La ministre colombienne du Commerce, de l'Industrie et du Tourisme, Diana Marcela Morales Rojas, a rejeté les mesures commerciales de l'Équateur et a annoncé que son pays porterait les droits de douane sur les importations en provenance d'Équateur à 100 %. Cette décision fait suite à l'augmentation par l'Équateur de ses propres droits de douane sur les produits colombiens à 100 %, justifiée par des questions de sécurité aux frontières. Les dirigeants d'entreprises des deux pays ont appelé à un dialogue présidentiel pour éviter des dommages économiques.
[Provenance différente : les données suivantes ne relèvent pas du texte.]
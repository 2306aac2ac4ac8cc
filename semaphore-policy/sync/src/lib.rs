//! Network set synchronization
//!
//! Pushes the contents of the [`Store`](semaphore_policy_core::Store) to the external policy API.
//! A [`Queue`] hands sync tasks to a single [`Controller`] that reconciles one network set at a
//! time. Failed syncs, and syncs that could not be queued in time, are requeued after a fixed
//! backoff. The controller also runs full syncs, which delete external network sets that are no
//! longer in the store and push every network set that is.

#![deny(rust_2018_idioms)]
#![forbid(unsafe_code)]

mod controller;
mod metrics;
mod queue;


pub use self::{
    controller::{Controller, Params},
    metrics::SyncMetrics,
    queue::{Queue, SyncTask},
};
mod common;

use ndarray::Array2;

use minv::{MinvError, SourceEstimate};

fn surface_estimate() -> SourceEstimate {
    let data = Array2::from_shape_fn((6, 12), |(i, t)| {
        ((i + 1) as f64 * 0.7 + t as f64 * 0.31).sin() * 1e-10
    });
    SourceEstimate::new(
        vec![vec![3, 10, 21, 33], vec![5, 17]],
        data,
        -0.1,
        0.005,
    )
    .unwrap()
}

fn volume_estimate() -> SourceEstimate {
    let data = Array2::from_shape_fn((5, 7), |(i, t)| (i as f64) - (t as f64) * 0.5);
    SourceEstimate::new(vec![vec![0, 4, 8, 15, 16]], data, 0.0, 0.002).unwrap()
}

#[test]
fn surface_round_trip_through_stc_files() {
    let stc = surface_estimate();
    let stem = std::env::temp_dir().join("minv-inttest-surf");
    stc.save(&stem).unwrap();
    let back = SourceEstimate::load(&stem).unwrap();
    for suffix in ["-lh.stc", "-rh.stc"] {
        let mut p = stem.as_os_str().to_os_string();
        p.push(suffix);
        std::fs::remove_file(p).ok();
    }

    assert_eq!(back.vertices, stc.vertices);
    approx::assert_abs_diff_eq!(back.tmin, stc.tmin, epsilon = 1e-7);
    approx::assert_abs_diff_eq!(back.tstep, stc.tstep, epsilon = 1e-9);
    assert_eq!(back.data.dim(), stc.data.dim());
    for (&a, &b) in back.data.iter().zip(stc.data.iter()) {
        // Payload is f32 on disk.
        approx::assert_relative_eq!(a, b, max_relative = 1e-6);
    }
}

#[test]
fn volume_round_trip_through_stc_file() {
    let stc = volume_estimate();
    let stem = std::env::temp_dir().join("minv-inttest-vol");
    stc.save(&stem).unwrap();
    let back = SourceEstimate::load(&stem).unwrap();
    let mut p = stem.as_os_str().to_os_string();
    p.push("-vl.stc");
    std::fs::remove_file(p).ok();

    assert_eq!(back.vertices, stc.vertices);
    assert_eq!(back.vertices.len(), 1);
    approx::assert_abs_diff_eq!(back.tmin, 0.0, epsilon = 1e-9);
    for (&a, &b) in back.data.iter().zip(stc.data.iter()) {
        approx::assert_relative_eq!(a, b, max_relative = 1e-6);
    }
}

#[test]
fn load_missing_stem_fails_cleanly() {
    let stem = std::env::temp_dir().join("minv-inttest-does-not-exist");
    assert!(matches!(
        SourceEstimate::load(&stem),
        Err(MinvError::InvalidInput(_))
    ));
}

#[test]
fn truncated_stc_is_invalid_input() {
    let stc = volume_estimate();
    let stem = std::env::temp_dir().join("minv-inttest-trunc");
    stc.save(&stem).unwrap();
    let mut path = stem.as_os_str().to_os_string();
    path.push("-vl.stc");
    let bytes = std::fs::read(&path).unwrap();
    std::fs::write(&path, &bytes[..bytes.len() / 2]).unwrap();
    let res = SourceEstimate::load(&stem);
    std::fs::remove_file(&path).ok();
    assert!(matches!(res, Err(MinvError::InvalidInput(_))));
}

#[test]
fn averaging_preserves_time_base() {
    let a = surface_estimate();
    let b = surface_estimate();
    let avg = SourceEstimate::average(&[a.clone(), b]).unwrap();
    assert_eq!(avg.tmin, a.tmin);
    assert_eq!(avg.tstep, a.tstep);
    for (&x, &y) in avg.data.iter().zip(a.data.iter()) {
        approx::assert_abs_diff_eq!(x, y, epsilon = 1e-18);
    }
}

#[test]
fn arithmetic_between_surface_and_volume_fails() {
    let a = surface_estimate();
    let b = volume_estimate();
    assert!(matches!(a.add(&b), Err(MinvError::IncompatibleEstimate(_))));
}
La ministre Diana Marcela Morales Rojas a fermement rejeté les mesures prises par le gouvernement du président équatorien Daniel Noboa, qui a fait passer les droits de douane sur les produits colombiens de 30 % ou 50 % à 100 %, invoquant une action insuffisante de la Colombie contre le narcotrafic et la criminalité à la frontière commune.
"De la part du gouvernement du président Petro, nous avons épuisé tous les efforts diplomatiques et maintenu des canaux de dialogue ouverts avec le gouvernement équatorien", a déclaré Mme Morales. En l'absence de réponse positive, la Colombie modifiera le décret 170 pour s'aligner sur un droit de douane de 100 %, la proposition étant immédiatement soumise au Comité des affaires douanières, tarifaires et du commerce extérieur (Triple A).
La Colombie a déposé une plainte auprès de la Communauté andine (CAN) pour violation de l'Accord de Carthagène de 1969. Le gouvernement promouvra également des mesures de secours pour les entreprises, notamment des lignes de crédit avantageuses pour soutenir l'emploi et la réactivation économique.
Les chefs d'entreprise des deux pays, dont Bruce Mac Master de l'Andi et María Paz Jervis de la Chambre des industries de l'Équateur, ont exhorté à un dialogue présidentiel. "Le commerce international n'est pas le lieu approprié pour trouver des solutions", a déclaré M. Mac Master, notant que le commerce bilatéral dépasse les 250 millions de dollars par mois et a été multiplié par 174 en 60 ans.